La noticia llegó a tus oídos como un rumor. Algo tonto, insignificante, burlando la barrera entre lo real y lo ficticio dentro de los típicos "enamoramientos" repentinos en la UA. Katsuki, un chico al que casi no le prestabas atención en clase, parecía... ¿interesado en ti?
Tus ojos, casi sin darte cuenta, habían empezado a verlo de otra forma: Katsuki Bakugo. Un chico explosivo, agresivo, alguien que no buscaba amistades, solo desafíos. Para él, las personas eran solo piedras u obstáculos que debía apartar de su camino... hasta que, de pronto, sus ojos también se detuvieron en ti.
Y así era. Solo hacía unos días te habías dado cuenta. Sus palabras seguían siendo filosas, pero ahora parecían... más suaves. Como si escaparan de su garganta esquivando su propia ley no escrita de "insultar en cada frase".
Lo encontraste en la cafetería de la UA esa mañana. Los rayos del sol atravesaban los cristales de las ventanas gigantes, intensificando aún más el fastidio de Katsuki, cuyo rostro adormilado fruncía el ceño ante el brillo. Era temprano, y lo último que quería era tener contacto con alguien.
Ahí te vio. Ibas igual o peor de dormida que él. La mochila, claramente pesada, colgaba de tu espalda. Tus ojos a medio cerrar y el cerebro completamente derretido por el sueño. Tus pasos eran torpes y, si fueras otra persona, seguramente ni te habría dirigido una mirada. Pero eras tú. Así que tenía que ayudarte.

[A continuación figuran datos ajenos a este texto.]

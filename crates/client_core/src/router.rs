use shared::protocol::TopicPayload;
use thiserror::Error;
use tracing::{debug, warn};

use crate::{
    destinations::USER_PREFIX,
    event_bus::{BusEvent, EventBus},
};

/// Server push categories this client understands.
#[derive(Debug, Clone, Copy, PartialEq, Eq, Hash)]
pub enum Topic {
    MessageReceived,
    MessageUnsent,
    MessageReact,
    UserOnlineStatus,
    ConversationCreated,
}

impl Topic {
    pub const ALL: [Topic; 5] = [
        Topic::MessageReceived,
        Topic::MessageUnsent,
        Topic::MessageReact,
        Topic::UserOnlineStatus,
        Topic::ConversationCreated,
    ];

    pub fn key(self) -> &'static str {
        match self {
            Self::MessageReceived => "message.received",
            Self::MessageUnsent => "message.unsent",
            Self::MessageReact => "message.react",
            Self::UserOnlineStatus => "user.onlineStatus",
            Self::ConversationCreated => "conversation.created",
        }
    }

    pub fn from_key(key: &str) -> Option<Self> {
        Self::ALL.into_iter().find(|topic| topic.key() == key)
    }

    pub fn decode(self, body: &[u8]) -> serde_json::Result<TopicPayload> {
        match self {
            Self::MessageReceived => serde_json::from_slice(body).map(TopicPayload::NewMessage),
            Self::MessageUnsent => serde_json::from_slice(body).map(TopicPayload::MessageUnsent),
            Self::MessageReact => serde_json::from_slice(body).map(TopicPayload::MessageReaction),
            Self::UserOnlineStatus => serde_json::from_slice(body).map(TopicPayload::UserPresence),
            Self::ConversationCreated => {
                serde_json::from_slice(body).map(TopicPayload::ConversationCreated)
            }
        }
    }
}

#[derive(Debug, Error)]
pub enum RouteError {
    #[error("no handler for topic {topic:?} (destination {destination:?})")]
    UnknownTopic { destination: String, topic: String },
    #[error("malformed {topic} payload: {source}")]
    MalformedPayload {
        topic: &'static str,
        #[source]
        source: serde_json::Error,
    },
}

/// Strips the server's `/user` prefix and the queue/topic segment.
///
/// `/user/queue/message.received` and `/topic/message.received` both become
/// `message.received`.
pub fn normalize_topic(destination: &str) -> &str {
    let destination = destination.trim();
    let without_user = match destination.strip_prefix(USER_PREFIX) {
        Some(rest) if rest.is_empty() || rest.starts_with('/') => rest,
        _ => destination,
    };
    ["/queue/", "/topic/", "/"]
        .into_iter()
        .find_map(|prefix| without_user.strip_prefix(prefix))
        .unwrap_or(without_user)
}

#[derive(Debug, Clone)]
pub struct TopicRouter {
    bus: EventBus,
}

impl TopicRouter {
    pub fn new(bus: EventBus) -> Self {
        Self { bus }
    }

    pub fn bus(&self) -> &EventBus {
        &self.bus
    }

    /// Decodes a push and emits it. Failures are logged and returned; they never
    /// affect later frames.
    pub fn dispatch(&self, destination: &str, body: &[u8]) -> Result<Topic, RouteError> {
        let normalized = normalize_topic(destination);
        let Some(topic) = Topic::from_key(normalized) else {
            warn!(destination, topic = normalized, "router: dropping frame for unknown topic");
            return Err(RouteError::UnknownTopic {
                destination: destination.to_string(),
                topic: normalized.to_string(),
            });
        };

        let payload = topic.decode(body).map_err(|source| {
            warn!(destination, topic = topic.key(), error = %source, "router: dropping malformed payload");
            RouteError::MalformedPayload {
                topic: topic.key(),
                source,
            }
        })?;

        debug!(topic = topic.key(), "router: dispatching");
        self.bus.emit(BusEvent::Topic(payload));
        Ok(topic)
    }
}

#[cfg(test)]
#[path = "tests/router_tests.rs"]
mod tests;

Tu vista seguía algo nublada mientras caminabas sin rumbo claro hacia la cafetería. La mochila volvía tus pasos aún más pesados. No sentías nada. No prestabas atención a nada... hasta que el peso sobre tu espalda fue sutilmente levantado. Con suavidad. Con una sutileza inusual. Escuchaste un suspiro, y entonces lo notaste:
Te giraste. Ahí estaba Katsuki, adormilado, frotándose los ojos con irritación, seguramente molesto por no poder despertarse del todo. Quitó tu mochila de tus hombros y se la cargó a los suyos, donde ya llevaba su propia bolsa con materiales molestos.
"Qué puto sueño..."
Murmuró con voz ronca y cansada.
Te puso una mano en la espalda para hacerte acelerar el paso, caminando directo hacia una mesa. Al llegar, te presionó el hombro suavemente para que te sentaras.
"Quédate... quédate aquí. Voy a buscar algo para comer. Ya vuelvo..."
Dejó ambas mochilas cerca de tu asiento y se alejaba, hasta que pareció recordar algo y se volvió para preguntar:
"Ah, y... ¿quieres algo en especial? No te preocupes, yo pago."
Y con esa última frase, parecía que todas las personas en la sala habían levantado la oreja. ¿Katsuki... servicial? No, eso no podía ser posible.